The solutions identified in this study item should consider the following aspects:
• Impacts on the time for legacy and new UEs to gain access to service from the Node B
• Impacts on legacy and new terminals (e.g. power consumption, mobility)
Some initial indication of these aspects in relation to the proposed solutions should be provided.
Study on Network Energy Saving for E-UTRAN
The power efficiency in the infrastructure and terminal should be an essential part of the cost-related requirements in LTE-A. There is a strong need to investigate possible network energy saving mechanisms to reduce CO2 emission and OPEX of operators.
Although some solutions have been proposed and part of them have been agreed in Release-9, there has not been a large amount of attention on energy saving for E-UTRAN so far. Many potential solutions are not fully shown and discussed yet.

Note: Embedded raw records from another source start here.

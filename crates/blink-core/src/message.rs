//! Payload schemas carried inside frames.
//!
//! The codec in `wire` moves opaque payload bytes; this module gives them
//! meaning per packet kind.

use crate::identity::Gender;
use crate::wire::MAX_PAYLOAD;

/// Display-name bytes that fit next to the gender byte in a presence frame.
pub const MAX_NAME_BYTES: usize = MAX_PAYLOAD - 1;

/// Presence payload: gender byte followed by the UTF-8 display name.
#[derive(Debug, Clone, PartialEq, Eq)]
pub struct Presence {
    pub gender: Gender,
    pub display_name: String,
}

impl Presence {
    pub fn new(gender: Gender, display_name: impl Into<String>) -> Self {
        Self {
            gender,
            display_name: display_name.into(),
        }
    }

    /// Encode, truncating the name at a character boundary so the payload
    /// fits one frame.
    pub fn encode(&self) -> Vec<u8> {
        let name = truncate_utf8(&self.display_name, MAX_NAME_BYTES);
        let mut out = Vec::with_capacity(1 + name.len());
        out.push(self.gender.into());
        out.extend_from_slice(name.as_bytes());
        out
    }

    /// Decode a presence payload. An empty payload is not a presence.
    /// Invalid UTF-8 in the name is replaced rather than rejected.
    pub fn decode(payload: &[u8]) -> Option<Self> {
        let (&gender, name) = payload.split_first()?;
        Some(Self {
            gender: Gender::from_u8(gender),
            display_name: String::from_utf8_lossy(name).into_owned(),
        })
    }
}

/// Gender byte of a match request/accept/reject payload.
pub fn match_payload(gender: Gender) -> Vec<u8> {
    vec![gender.into()]
}

/// Sender gender from a match payload; `Unspecified` when absent.
pub fn match_gender(payload: &[u8]) -> Gender {
    payload
        .first()
        .copied()
        .map(Gender::from_u8)
        .unwrap_or_default()
}

/// Longest prefix of `s` that is at most `max` bytes and ends on a char
/// boundary.
pub fn truncate_utf8(s: &str, max: usize) -> &str {
    if s.len() <= max {
        return s;
    }
    let mut end = max;
    while !s.is_char_boundary(end) {
        end -= 1;
    }
    &s[..end]
}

Therefore, it is proposed to start an initial study phase to identify solutions, evaluate their gains and impacts on specifications.
The following use cases will be considered in this study item:
• Intra-eNB energy saving
• Inter-eNB energy saving
• Inter-RAT energy saving
Intra-eNB energy saving, in EUTRAN network, a single cell can operate in energy saving mode when the resource utilization is sufficiently low. In this case, the reduction of energy consumption will be mainly based on traffic monitoring with regard to QoS and coverage assurance.
A lot of work on Inter-eNB energy saving has already been done for both LTE and UTRA in Rel-9. This Study Item will investigate additional aspects (if any) on top of what was already agreed for R9.
Inter-RAT energy saving, in this use case, legacy networks, i.e. GERAN and UTRAN, provide radio coverage together with E-UTRAN. For example E-UTRAN Cell A is totally covered by UTRAN Cell B. Cell B is deployed to provide basic coverage of the voice or medium/low-speed data services in the area, while Cell A enhances the capability of the area to support high-speed data services. Then the energy saving procedure can be enabled based on the interaction of E-UTRAN and UTRAN system.
The objective of this study item is to identify potential solutions for energy saving in E-UTRAN and perform initial evaluation of the proposed solutions, so that a subset of them can be used as the basis for further investigation and standardization.
Energy saving solutions identified in this study item should be justified by valid scenario(s), and based on cell/network load situation. Impacts on legacy and new terminals when introducing an energy saving solution should be carefully considered. The scope of the study item shall be as follows:
• User accessibility should be guaranteed when a cell transfers to energy saving mode
• Backward compatibility shall be ensured and the ability to provide energy saving for Rel-10 network deployment that serves a number of legacy UEs should be considered
• Solutions shall not impact the Uu physical layer
• The solutions should not impact negatively the UE power consumption
RAN2 will focus on the Intra-eNB energy saving, while RAN3 will work on Inter-RAT energy saving and potential additional Inter-eNB energy saving technology.
Study on Solutions for GSM/EDGE BTS Energy Saving
There has not been a large amount of focus on energy-saving in GSM/EDGE networks so far in 3GPP, although some solutions have been agreed in previous Releases, notably MCBTS. Therefore it is proposed to start an initial study phase to identify solutions and perform any initial evaluation, such that a subset of these proposals can be used as the basis for further investigation of their feasibility.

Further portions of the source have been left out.